A really good example of this is the Pueblo de Abiquiú. Their land grant itself was initially established in the 1730s, but then because of raids that were happening between Utes and Navajos and other tribal communities, the community itself didn’t take hold really until 1754, which is when a governor by the name of Tomás Vélez de Cachupín, he’s really the one that kicks off this whole idea of the creation of Genízaro communities themselves.
[00:20:13] 1754 is a really important date because that’s when the Pueblo de Abiquiú ends up getting reestablished, but by this governor’s insistence of bringing a dozen or so Hopi families from First Mesa to settle, or resettle, Abiquiú, the way that then that community is spatialized is that there are multiple plazas–just like many other Pueblo communities throughout New Mexico–there are multiple plazas. There isn’t just one plaza. In some ways, we could think of the origins of those specific families. That then determined which plaza they would live in. And so there’s the Plaza Del Pueblo, which was the space where many Navajo families and, uh, Apache families and others were settled.

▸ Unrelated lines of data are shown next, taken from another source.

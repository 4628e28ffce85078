//! Outbound client for the generative-content API: payload assembly,
//! wire codec, and the credential-rotating request dispatcher.

pub mod attachment;
pub mod dispatcher;
pub mod payload;
pub mod wire;

pub use attachment::{Attachment, AttachmentSource};
pub use dispatcher::Dispatcher;
pub use payload::build_request;
pub use wire::{GenerateRequest, SafetySetting, extract_text};
//! Per-actor conversation history: in-memory store with atomic exchange
//! appends, and a pluggable persistence sink for JSON blobs.
//!
//! The in-memory store is the source of truth for the process lifetime.
//! Persistence runs after each successful mutation and its failures are
//! logged and swallowed; durable storage may lag but never fails a
//! dispatch that already succeeded upstream.

pub mod sink;
pub mod store;

pub use sink::{HistorySink, JsonFileSink, NoopSink};
pub use store::HistoryStore;
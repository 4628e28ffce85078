//! API key quota tracking and the rotating key pool.
//!
//! Each key carries a local per-minute quota counter that approximates the
//! upstream per-key rate limit. When a key's counter hits zero, or the
//! upstream signals rate limiting, the key enters a cooldown window during
//! which it is skipped by selection; once the window lapses the counter is
//! restored to its default. Cooldowns are plain deadlines owned by the
//! pool's keys and applied lazily at eligibility checks, so there are no
//! detached timer tasks to track.

mod key;
mod pool;

pub use key::{ApiKey, DEFAULT_QUOTA};
pub use pool::{COOLDOWN, KeyLease, KeyPool, KeyStatus};
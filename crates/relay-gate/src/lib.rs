//! Per-actor concurrency gate. Independent crate with no internal relay
//! dependencies.
//!
//! At most one dispatch may be in flight per actor. Entry never blocks:
//! a second `try_enter` for an actor whose guard is still alive fails
//! immediately, and the caller rejects the request instead of queueing it.
//!
//! The guard releases in `Drop`, so every exit path of the guarded work
//! (success, error, panic unwind) frees the actor again.

use std::collections::HashSet;
use std::sync::{Arc, Mutex};
use tracing::debug;

/// Process-wide set of actors with an in-flight dispatch.
///
/// Cheap to clone; clones share the same underlying set.
#[derive(Clone, Default)]
pub struct ActorGate {
    active: Arc<Mutex<HashSet<String>>>,
}

/// Guard for one actor's in-flight dispatch. Releases on drop.
pub struct ActorGuard {
    actor: String,
    active: Arc<Mutex<HashSet<String>>>,
    released: bool,
}

impl std::fmt::Debug for ActorGuard {
    fn fmt(&self, f: &mut std::fmt::Formatter<'_>) -> std::fmt::Result {
        f.debug_struct("ActorGuard")
            .field("actor", &self.actor)
            .finish()
    }
}

impl ActorGate {
    pub fn new() -> Self {
        Self::default()
    }

    /// Try to enter the gate for `actor`.
    ///
    /// Returns `None` immediately if the actor already has an in-flight
    /// dispatch. On success the returned guard holds the entry until drop.
    pub fn try_enter(&self, actor: &str) -> Option<ActorGuard> {
        let mut active = self.active.lock().expect("actor gate poisoned");
        if !active.insert(actor.to_string()) {
            debug!(actor = %actor, "gate entry rejected: dispatch in flight");
            return None;
        }
        Some(ActorGuard {
            actor: actor.to_string(),
            active: Arc::clone(&self.active),
            released: false,
        })
    }

    /// Whether `actor` currently holds an entry.
    pub fn is_busy(&self, actor: &str) -> bool {
        self.active
            .lock()
            .expect("actor gate poisoned")
            .contains(actor)
    }

    /// Number of actors with an in-flight dispatch.
    pub fn in_flight(&self) -> usize {
        self.active.lock().expect("actor gate poisoned").len()
    }
}

impl ActorGuard {
    /// The actor this guard belongs to.
    pub fn actor(&self) -> &str {
        &self.actor
    }

    /// Explicitly release before drop.
    pub fn release(mut self) {
        self.release_inner();
    }

    fn release_inner(&mut self) {
        if self.released {
            return;
        }
        if let Ok(mut active) = self.active.lock() {
            active.remove(&self.actor);
        }
        self.released = true;
    }
}

impl Drop for ActorGuard {
    fn drop(&mut self) {
        self.release_inner();
    }
}

#[cfg(test)]
mod tests {
    use super::*;
    use std::sync::atomic::{AtomicUsize, Ordering};

    #[test]
    fn test_try_enter_succeeds() {
        let gate = ActorGate::new();
        let guard = gate.try_enter("actor-1");
        assert!(guard.is_some());
        assert_eq!(guard.unwrap().actor(), "actor-1");
    }

    #[test]
    fn test_second_enter_fails_while_held() {
        let gate = ActorGate::new();
        let _held = gate.try_enter("actor-1").expect("first enter should succeed");
        assert!(gate.try_enter("actor-1").is_none());
    }

    #[test]
    fn test_enter_succeeds_after_drop() {
        let gate = ActorGate::new();
        {
            let _held = gate.try_enter("actor-1").expect("first enter should succeed");
            assert!(gate.is_busy("actor-1"));
        }
        assert!(!gate.is_busy("actor-1"));
        assert!(gate.try_enter("actor-1").is_some());
    }

    #[test]
    fn test_explicit_release() {
        let gate = ActorGate::new();
        let guard = gate.try_enter("actor-1").expect("enter should succeed");
        guard.release();
        assert!(gate.try_enter("actor-1").is_some());
    }

    #[test]
    fn test_different_actors_independent() {
        let gate = ActorGate::new();
        let _a = gate.try_enter("actor-a").expect("actor-a should enter");
        let b = gate.try_enter("actor-b");
        assert!(b.is_some(), "actor-b must not be blocked by actor-a");
        assert_eq!(gate.in_flight(), 2);
    }

    #[test]
    fn test_clones_share_state() {
        let gate = ActorGate::new();
        let clone = gate.clone();
        let _held = gate.try_enter("actor-1").expect("enter should succeed");
        assert!(clone.try_enter("actor-1").is_none());
        assert!(clone.is_busy("actor-1"));
    }

    #[test]
    fn test_concurrent_enter_exactly_one_wins() {
        let gate = ActorGate::new();
        let wins = Arc::new(AtomicUsize::new(0));

        let handles: Vec<_> = (0..8)
            .map(|_| {
                let gate = gate.clone();
                let wins = Arc::clone(&wins);
                std::thread::spawn(move || {
                    if let Some(guard) = gate.try_enter("contended") {
                        wins.fetch_add(1, Ordering::SeqCst);
                        // Hold the guard long enough for the other threads
                        // to attempt entry.
                        std::thread::sleep(std::time::Duration::from_millis(50));
                        drop(guard);
                    }
                })
            })
            .collect();

        for handle in handles {
            handle.join().unwrap();
        }
        assert_eq!(wins.load(Ordering::SeqCst), 1, "exactly one enter must win");
        assert!(!gate.is_busy("contended"));
    }

    #[test]
    fn test_guard_released_on_panic_unwind() {
        let gate = ActorGate::new();
        let panicking = {
            let gate = gate.clone();
            std::thread::spawn(move || {
                let _guard = gate.try_enter("doomed").expect("enter should succeed");
                panic!("simulated dispatch fault");
            })
        };
        assert!(panicking.join().is_err());
        assert!(
            !gate.is_busy("doomed"),
            "unwind must release the actor's entry"
        );
    }

    #[test]
    fn test_guard_debug_format() {
        let gate = ActorGate::new();
        let guard = gate.try_enter("dbg-actor").unwrap();
        let debug = format!("{:?}", guard);
        assert!(debug.contains("ActorGuard"));
        assert!(debug.contains("dbg-actor"));
    }
}
use std::sync::Mutex;
use std::time::{Duration, Instant};

/// Quota units a key regains after each cooldown window.
pub const DEFAULT_QUOTA: u32 = 2;

struct KeyState {
    remaining: u32,
    cooldown_until: Option<Instant>,
}

impl KeyState {
    /// Apply a lapsed cooldown: restore quota to default, clear the
    /// deadline. No-op while the deadline is still in the future.
    fn refresh(&mut self) {
        if let Some(until) = self.cooldown_until {
            if Instant::now() >= until {
                self.remaining = DEFAULT_QUOTA;
                self.cooldown_until = None;
            }
        }
    }

    fn cooling(&self) -> bool {
        self.cooldown_until.is_some()
    }
}

/// One API secret with its mutable quota/cooldown state.
///
/// All state transitions happen under the key's own mutex, so concurrent
/// dispatches sharing a key never drive the counter negative or observe a
/// half-applied cooldown.
pub struct ApiKey {
    secret: String,
    state: Mutex<KeyState>,
}

impl std::fmt::Debug for ApiKey {
    fn fmt(&self, f: &mut std::fmt::Formatter<'_>) -> std::fmt::Result {
        // The secret is deliberately absent.
        f.debug_struct("ApiKey")
            .field("remaining", &self.remaining())
            .field("cooling", &self.is_cooling())
            .finish()
    }
}

impl ApiKey {
    pub fn new(secret: impl Into<String>) -> Self {
        Self {
            secret: secret.into(),
            state: Mutex::new(KeyState {
                remaining: DEFAULT_QUOTA,
                cooldown_until: None,
            }),
        }
    }

    pub fn secret(&self) -> &str {
        &self.secret
    }

    /// Remaining quota units, after applying any lapsed cooldown.
    pub fn remaining(&self) -> u32 {
        let mut state = self.state.lock().expect("key state poisoned");
        state.refresh();
        state.remaining
    }

    /// Whether the key is inside an unexpired cooldown window.
    pub fn is_cooling(&self) -> bool {
        let mut state = self.state.lock().expect("key state poisoned");
        state.refresh();
        state.cooling()
    }

    /// Whether selection may hand this key out: cooldown clear and at
    /// least one quota unit left.
    pub fn is_eligible(&self) -> bool {
        let mut state = self.state.lock().expect("key state poisoned");
        state.refresh();
        !state.cooling() && state.remaining > 0
    }

    /// Consume one quota unit. Returns the units left after the decrement,
    /// or `None` if the counter was already zero (saturating, never
    /// negative).
    pub fn try_consume(&self) -> Option<u32> {
        let mut state = self.state.lock().expect("key state poisoned");
        state.refresh();
        if state.remaining == 0 {
            return None;
        }
        state.remaining -= 1;
        Some(state.remaining)
    }

    /// Start a cooldown window ending `interval` from now. The quota
    /// counter resets to default on the first check past the deadline.
    pub fn begin_cooldown(&self, interval: Duration) {
        let mut state = self.state.lock().expect("key state poisoned");
        state.cooldown_until = Some(Instant::now() + interval);
    }
}
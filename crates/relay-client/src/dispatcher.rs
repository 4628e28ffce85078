//! The credential-rotating request dispatcher.
//!
//! One `dispatch` call walks the machine SELECTING → SENDING →
//! {SUCCESS, ROTATE, ABORT}. Rate limits and transport failures rotate to
//! the next key after putting the failed one in cooldown; every other
//! non-success outcome aborts without rotation, since it cannot be
//! attributed to quota. The number of attempts is bounded by the pool
//! size: each key is tried at most once per invocation, even if a
//! cooldown lapses mid-call.

use std::collections::HashSet;
use std::sync::Arc;
use std::time::Duration;

use anyhow::{Context, Result};
use rand::seq::SliceRandom;
use reqwest::StatusCode;
use tracing::{debug, warn};

use relay_core::{DispatchError, Turn};
use relay_keys::KeyPool;

use crate::attachment::Attachment;
use crate::payload::build_request;
use crate::wire::{GenerateRequest, extract_text};

const REQUEST_TIMEOUT: Duration = Duration::from_secs(120);
const CONNECT_TIMEOUT: Duration = Duration::from_secs(10);

/// Outcome of one SENDING step, switched on by the rotation loop.
enum SendOutcome {
    Success(String),
    RateLimited,
    Transport(String),
    Fatal(DispatchError),
}

pub struct Dispatcher {
    pool: Arc<KeyPool>,
    /// One client per configured proxy (or a single direct client):
    /// reqwest binds proxies at client construction, so per-attempt proxy
    /// choice means choosing among prebuilt clients.
    clients: Vec<reqwest::Client>,
    base_url: String,
}

impl std::fmt::Debug for Dispatcher {
    fn fmt(&self, f: &mut std::fmt::Formatter<'_>) -> std::fmt::Result {
        f.debug_struct("Dispatcher")
            .field("clients", &self.clients.len())
            .field("base_url", &self.base_url)
            .finish()
    }
}

impl Dispatcher {
    pub fn new(pool: Arc<KeyPool>, proxies: &[String], base_url: impl Into<String>) -> Result<Self> {
        let clients = if proxies.is_empty() {
            vec![build_client(None)?]
        } else {
            proxies
                .iter()
                .map(|proxy| build_client(Some(proxy)))
                .collect::<Result<_>>()?
        };

        Ok(Self {
            pool,
            clients,
            base_url: base_url.into().trim_end_matches('/').to_string(),
        })
    }

    pub fn pool(&self) -> &Arc<KeyPool> {
        &self.pool
    }

    /// Run one dispatch: build the payload, then rotate through the pool
    /// until a key succeeds, a non-retryable failure aborts, or every key
    /// has been tried once.
    pub async fn dispatch(
        &self,
        model: &str,
        text: &str,
        attachments: &[Attachment],
        history: &[Turn],
    ) -> Result<String, DispatchError> {
        let payload = build_request(text, attachments, history).await?;

        let bound = self.pool.len();
        let mut tried: HashSet<usize> = HashSet::with_capacity(bound);

        while tried.len() < bound {
            let lease = match self.pool.acquire_eligible(&tried) {
                Some(lease) => lease,
                None if tried.is_empty() => return Err(DispatchError::QuotaExhausted),
                None => return Err(DispatchError::AllKeysExhausted { tried: tried.len() }),
            };
            tried.insert(lease.index());

            if !self.pool.mark_used(&lease) {
                // Another dispatch took the key's last quota unit between
                // selection and use.
                continue;
            }

            let url = format!(
                "{}/v1beta/models/{}:streamGenerateContent?key={}",
                self.base_url,
                model,
                lease.secret()
            );

            match self.send(&url, &payload).await {
                SendOutcome::Success(reply) => {
                    debug!(key = lease.index(), attempt = tried.len(), "dispatch succeeded");
                    return Ok(reply);
                }
                SendOutcome::RateLimited => {
                    warn!(key = lease.index(), attempt = tried.len(), "upstream rate limit, rotating");
                    self.pool.mark_exhausted(&lease);
                }
                SendOutcome::Transport(detail) => {
                    warn!(
                        key = lease.index(),
                        attempt = tried.len(),
                        error = %detail,
                        "transport failure, rotating"
                    );
                    self.pool.mark_exhausted(&lease);
                }
                SendOutcome::Fatal(err) => return Err(err),
            }
        }

        Err(DispatchError::AllKeysExhausted { tried: tried.len() })
    }

    async fn send(&self, url: &str, payload: &GenerateRequest) -> SendOutcome {
        let client = self
            .clients
            .choose(&mut rand::thread_rng())
            .expect("dispatcher always has at least one client");

        let response = match client.post(url).json(payload).send().await {
            Ok(response) => response,
            Err(err) => return SendOutcome::Transport(err.to_string()),
        };

        let status = response.status();
        if status == StatusCode::TOO_MANY_REQUESTS {
            return SendOutcome::RateLimited;
        }
        if !status.is_success() {
            return SendOutcome::Fatal(DispatchError::Upstream {
                status: status.as_u16(),
            });
        }

        // Collect the streamed body whole; the records are concatenated
        // after the fact, exactly as they arrive.
        let body = match response.text().await {
            Ok(body) => body,
            Err(err) => return SendOutcome::Transport(err.to_string()),
        };

        match extract_text(&body) {
            Ok(reply) => SendOutcome::Success(reply),
            Err(err) => SendOutcome::Fatal(err),
        }
    }
}

fn build_client(proxy: Option<&str>) -> Result<reqwest::Client> {
    let mut builder = reqwest::Client::builder()
        .timeout(REQUEST_TIMEOUT)
        .connect_timeout(CONNECT_TIMEOUT);
    if let Some(proxy) = proxy {
        builder = builder.proxy(
            reqwest::Proxy::all(proxy).with_context(|| format!("Invalid proxy URI: {proxy}"))?,
        );
    }
    builder.build().context("Failed to build HTTP client")
}

#[cfg(test)]
mod tests {
    use super::*;

    fn pool_of(n: usize) -> Arc<KeyPool> {
        Arc::new(KeyPool::ordered((0..n).map(|i| format!("sk-{i}")).collect()))
    }

    #[test]
    fn test_new_direct_has_single_client() {
        let dispatcher = Dispatcher::new(pool_of(1), &[], "https://example.test/").unwrap();
        assert_eq!(dispatcher.clients.len(), 1);
        assert_eq!(dispatcher.base_url, "https://example.test");
    }

    #[test]
    fn test_new_builds_one_client_per_proxy() {
        let proxies = vec![
            "http://proxy-a.test:8080".to_string(),
            "http://proxy-b.test:8080".to_string(),
        ];
        let dispatcher = Dispatcher::new(pool_of(1), &proxies, "https://example.test").unwrap();
        assert_eq!(dispatcher.clients.len(), 2);
    }

    #[test]
    fn test_invalid_proxy_uri_is_an_error() {
        let proxies = vec!["::not a uri::".to_string()];
        let err = Dispatcher::new(pool_of(1), &proxies, "https://example.test").unwrap_err();
        assert!(err.to_string().contains("Invalid proxy URI"));
    }
}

And then there was La Plaza de Moqui. Moqui was another word that was used to describe Hopis. And so, we can see that just even in the spatialization of that one Genízaro Pueblo itself, which was established under the same legal framework that, you know, establishes other Pueblo land grants. There was an act of awareness within, at least in Abiquiú, of there were tribal differences even within the community itself.
Pivot that in some ways, with what we have in the Taos Valley, in Ranchos de Taos and Talpa and Llano Quemado, where our focal point is much more directed towards our Plains relatives. So Comanches, Kiowas, Pawnees. In that way, we had a very different reference point.
[00:21:30] And so Genízaridad, the way it’s understood in the Taos Valley is gonna have a very different resonance than what happens in Abiquiú, because in Abiquiú they had Pueblo governors, they had war captains, they had a governance structure that is very similar to the ways that now Pueblo governments are organized today. And in the Taos Valley and Ranchos de Taos and Llano Quemado and Talpa, you know, those communities, it was just a very different thing altogether.
But there were Genízaros that were going from Ranchos to Abiquiú and vice versa. But we also have to remember that during this time, the regions of the Rio Arriba and the Rio Abajo were very real distinctions because depending on where you were in the region of New Mexico, that then in some ways determined your access to capital and the economic markets that were coming up from Chihuahua and then later from Santa Fe.
[00:21:27] And so these communities become vital spaces for maintaining New Mexico as a colonial outpost to begin with. But later on in the 1800s, you have some Genízaros that are actively participating in that slaving economy themselves. So you have some Genízaros that are also buying other Native slaves. We have to remember, the New Mexico society had a very different orientation than what we think of today, right?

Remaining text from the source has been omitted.